First time poster here. I realized relatively late that I want to continue my math education and hope to apply for an M.S. in Applied Math (would consider pure as well). Given my background, I'm am unsure what my chances are of getting accepted into a decent top-30 program. 




Male at top public US university (top 3) with a top 10 graduate math program

Major: Applied Math, graduating this year

GPA: major: 3.6-3.7 (hopefully by graduation), overall: 3.3 (hopefully 3.4 by graduation)

Upper Division coursework: two quarters real analysis, one quarter complex analysis, proof-based linear algebra, two quarters numerical analysis, financial mathematics, discrete stochastic processes, mathematical modeling, ordinary differential equations, probability, mathematical statistics




- No abstract algebra taken - how much of an issue will this be to M.S. Applied Math programs?


- My low GPA is primarily due to a completely unrelated degree I was pursuing at the university (life sciences + economics), which I later changed to Applied Math. Additionally, I received two C's in lower division math classes (re-took one to learn it better and got an A), but have been getting A's/A-'s in my upper division coursework so far. Does my GPA rule me out of consideration for top-30 M.S. programs?


No research experience.

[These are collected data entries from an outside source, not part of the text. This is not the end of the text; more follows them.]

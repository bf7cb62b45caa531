//! Content hashing for recompute-skip keys.
//!
//! A content hash concatenates three cheap, independent, non-cryptographic checksums of the
//! text (Adler-32, CRC-32 and a 64-bit Fx hash), each rendered in base 36. It only keys memoized
//! recomputation and is never used for identity or security.

use std::hash::Hasher;

use rustc_hash::FxHasher;

/// Hash `text` into its recompute-skip key.
pub fn content_hash(text: &str) -> String {
    let bytes = text.as_bytes();
    let mut fx = FxHasher::default();
    fx.write(bytes);

    let mut out = String::with_capacity(32);
    push_base36(&mut out, u64::from(adler2::adler32_slice(bytes)));
    push_base36(&mut out, u64::from(crc32fast::hash(bytes)));
    push_base36(&mut out, fx.finish());
    out
}

fn push_base36(out: &mut String, mut value: u64) {
    const DIGITS: &[u8; 36] = b"0123456789abcdefghijklmnopqrstuvwxyz";
    let mut buf = [0u8; 13];
    let mut at = buf.len();
    loop {
        at -= 1;
        buf[at] = DIGITS[(value % 36) as usize];
        value /= 36;
        if value == 0 {
            break;
        }
    }
    out.extend(buf[at..].iter().map(|&b| char::from(b)));
}

#[cfg(test)]
mod tests {
    use super::*;

    #[test]
    fn test_base36() {
        let render = |value| {
            let mut out = String::new();
            push_base36(&mut out, value);
            out
        };
        assert_eq!(render(0), "0");
        assert_eq!(render(35), "z");
        assert_eq!(render(36), "10");
        assert_eq!(render(u64::MAX), "3w5e11264sgsf");
    }

    #[test]
    fn test_hash_is_stable_and_content_sensitive() {
        assert_eq!(content_hash("x\n"), content_hash("x\n"));
        assert_ne!(content_hash("x\n"), content_hash("y\n"));
        assert_ne!(content_hash("x\n"), content_hash("x \n"));
    }

    #[test]
    fn test_empty_text_hash() {
        // adler32("") == 1, crc32("") == 0
        assert!(content_hash("").starts_with("10"));
    }
}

I have, however, been working on developing quantitative algorithms via MATLAB with an academic professional in finance that works in the financial services industry now (Monte Carlo methods, stock price modeling using geometric Brownian motion, multi-variate regressions etc.)


Given my background, do I still have a fair shot at getting accepted into a Top 30 (preferably higher) Master's program in Applied Math?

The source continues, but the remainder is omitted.